Во времена нашей общей молодости Саша ставил мне в заслугу свойство, которое он описывал цитатой из "The coctail party" Эллиота: "You are never afraid to approach a stranger" ("Вы без робости сближаетесь с новым для себя человеком"). Я склонна толковать эту строку несколько иначе, а именно: "Зная, что "на время не стоит труда, а вечно любить невозможно", вы, однако же, на это готовы". На это я как раз была совершенно не готова и потому всякий раз надеялась, что возникшая привязанность не "на время", а очень надолго или даже насовсем.
Другое дело, что, оглядываясь назад, я вижу, что почти все мои дружеские привязанности возникали в связи с работой.

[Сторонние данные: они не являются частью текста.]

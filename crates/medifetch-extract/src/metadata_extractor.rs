//! Metadata extractor driver (C5): invoke the Extractor in probe mode
//! and parse its JSON output into a [`MediaCandidate`].

use std::process::Stdio;

use async_trait::async_trait;
use serde_json::Value;
use tokio::process::Command;

use medifetch_core::{AppError, MediaCandidate, MediaKind, MetadataExtractor, Provider, Track};

use crate::argv::metadata_probe_args;

/// Small enumerated rewrite table of noisy substrings Extractors
/// commonly leave in titles (e.g. "(Official Video)"). Applied
/// per-provider; matching is case-insensitive.
const NOISY_TITLE_SUBSTRINGS: &[(Provider, &str)] = &[
    (Provider::A, "(Explicit)"),
    (Provider::A, "[Explicit]"),
    (Provider::M, "(Official Video)"),
    (Provider::M, "(Official Audio)"),
    (Provider::M, "(Lyric Video)"),
    (Provider::M, "[Official Music Video]"),
];

fn clean_title(provider: Provider, title: &str) -> String {
    let mut cleaned = title.to_string();
    for (p, noisy) in NOISY_TITLE_SUBSTRINGS {
        if *p != provider {
            continue;
        }
        // Case-insensitive removal without allocating a regex per call.
        if let Some(idx) = cleaned.to_lowercase().find(&noisy.to_lowercase()) {
            cleaned.replace_range(idx..idx + noisy.len(), "");
        }
    }
    cleaned.trim().to_string()
}

/// [`MetadataExtractor`] that drives a real Extractor binary in
/// dump-metadata mode.
pub struct ExtractorMetadataExtractor {
    extractor_bin: String,
}

impl ExtractorMetadataExtractor {
    #[must_use]
    pub fn new(extractor_bin: impl Into<String>) -> Self {
        Self {
            extractor_bin: extractor_bin.into(),
        }
    }
}

#[async_trait]
impl MetadataExtractor for ExtractorMetadataExtractor {
    async fn fetch_metadata(
        &self,
        url: &str,
        provider: Provider,
        kind: MediaKind,
    ) -> Result<MediaCandidate, AppError> {
        let args = metadata_probe_args(url, provider, kind);

        let output = Command::new(&self.extractor_bin)
            .args(&args)
            .stdout(Stdio::piped())
            .stderr(Stdio::piped())
            .kill_on_drop(true)
            .output()
            .await
            .map_err(|e| AppError::internal(format!("extractor_failed: spawn error: {e}")))?;

        if !output.status.success() {
            return Err(AppError::internal(format!(
                "extractor_failed: exit code {:?}",
                output.status.code()
            )));
        }

        let stdout = String::from_utf8_lossy(&output.stdout);
        let doc: Value = serde_json::from_str(stdout.trim())
            .map_err(|e| AppError::internal(format!("metadata_parse_failed: {e}")))?;

        Ok(candidate_from_document(&doc, provider, kind))
    }
}

fn str_field(doc: &Value, key: &str) -> Option<String> {
    doc.get(key).and_then(Value::as_str).map(str::to_string)
}

fn int_field(doc: &Value, key: &str) -> Option<i64> {
    doc.get(key).and_then(Value::as_i64)
}

fn candidate_from_document(doc: &Value, provider: Provider, kind: MediaKind) -> MediaCandidate {
    let title = str_field(doc, "title").map(|t| clean_title(provider, &t));
    let artist = str_field(doc, "artist").or_else(|| str_field(doc, "uploader"));
    let album = str_field(doc, "album");
    let album_artist = str_field(doc, "album_artist").or_else(|| artist.clone());
    let year = int_field(doc, "release_year")
        .or_else(|| int_field(doc, "upload_date").map(|d| d / 10_000))
        .map(|y| y as i32);
    let cover_url = str_field(doc, "thumbnail");
    let duration = doc
        .get("duration")
        .and_then(Value::as_f64)
        .map(|d| d.round() as u32);
    let provider_id = str_field(doc, "id").unwrap_or_default();

    let tracks = (kind == MediaKind::Album)
        .then(|| doc.get("entries").and_then(Value::as_array))
        .flatten()
        .map(|entries| {
            entries
                .iter()
                .enumerate()
                .map(|(idx, entry)| Track {
                    track_no: idx as u32 + 1,
                    title: str_field(entry, "title")
                        .map(|t| clean_title(provider, &t))
                        .unwrap_or_default(),
                    duration: entry
                        .get("duration")
                        .and_then(Value::as_f64)
                        .map(|d| d.round() as u32),
                })
                .collect::<Vec<_>>()
        })
        .filter(|t| !t.is_empty());

    MediaCandidate {
        title,
        artist,
        album,
        album_artist,
        year,
        cover_url,
        duration,
        provider_id,
        tracks,
    }
}

#[cfg(test)]
mod tests {
    use super::*;
    use serde_json::json;

    #[test]
    fn clean_title_strips_known_noise_case_insensitively() {
        assert_eq!(
            clean_title(Provider::M, "Song Title (official video)"),
            "Song Title"
        );
        assert_eq!(
            clean_title(Provider::A, "Track Name [Explicit]"),
            "Track Name"
        );
    }

    #[test]
    fn clean_title_leaves_unmatched_titles_alone() {
        assert_eq!(clean_title(Provider::A, "Plain Title"), "Plain Title");
    }

    #[test]
    fn candidate_from_document_extracts_core_fields() {
        let doc = json!({
            "id": "abc123",
            "title": "My Song (Official Video)",
            "artist": "Some Artist",
            "duration": 212.7,
            "thumbnail": "https://example.com/cover.jpg",
        });
        let candidate = candidate_from_document(&doc, Provider::M, MediaKind::Track);
        assert_eq!(candidate.title.as_deref(), Some("My Song"));
        assert_eq!(candidate.artist.as_deref(), Some("Some Artist"));
        assert_eq!(candidate.duration, Some(213));
        assert_eq!(candidate.provider_id, "abc123");
        assert!(candidate.tracks.is_none());
    }

    #[test]
    fn candidate_from_document_derives_track_list_for_albums() {
        let doc = json!({
            "id": "album1",
            "title": "My Album",
            "entries": [
                {"title": "Track One", "duration": 120.0},
                {"title": "Track Two", "duration": 150.0},
            ],
        });
        let candidate = candidate_from_document(&doc, Provider::A, MediaKind::Album);
        let tracks = candidate.tracks.unwrap();
        assert_eq!(tracks.len(), 2);
        assert_eq!(tracks[0].track_no, 1);
        assert_eq!(tracks[1].track_no, 2);
        assert_eq!(tracks[0].title, "Track One");
    }

    #[test]
    fn candidate_from_document_tolerates_missing_fields() {
        let doc = json!({});
        let candidate = candidate_from_document(&doc, Provider::A, MediaKind::Track);
        assert!(candidate.title.is_none());
        assert_eq!(candidate.provider_id, "");
    }
}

Это были мои учителя, коллеги, позже - участники домашнего семинара и ученики. В подобных ситуациях поначалу для опасений не было причин. Ну, а потом, как правило, было уже поздно. Может быть, слова Эллиота следовало бы перевести "Приобретенье - разве не потеря?".
Позже я задавалась вопросом - подружились ли бы мы с Н., если бы не моя болезнь? Думаю, что нет. Когда в 1965 году я познакомилась с Н., он выглядел скорее юношей, нежели взрослым мужчиной. Возраст свой он почему-то скрывал. Но он скрывал столь многое, что это было мелочью. Родители его рано разошлись, и вырос он с матерью.
Мать была человеком, известным в академических кругах. Сына она любила страстно, и, как можно догадываться, когда-то они были очень близки. В описываемое здесь время они наконец разъехались, и Н. жил один.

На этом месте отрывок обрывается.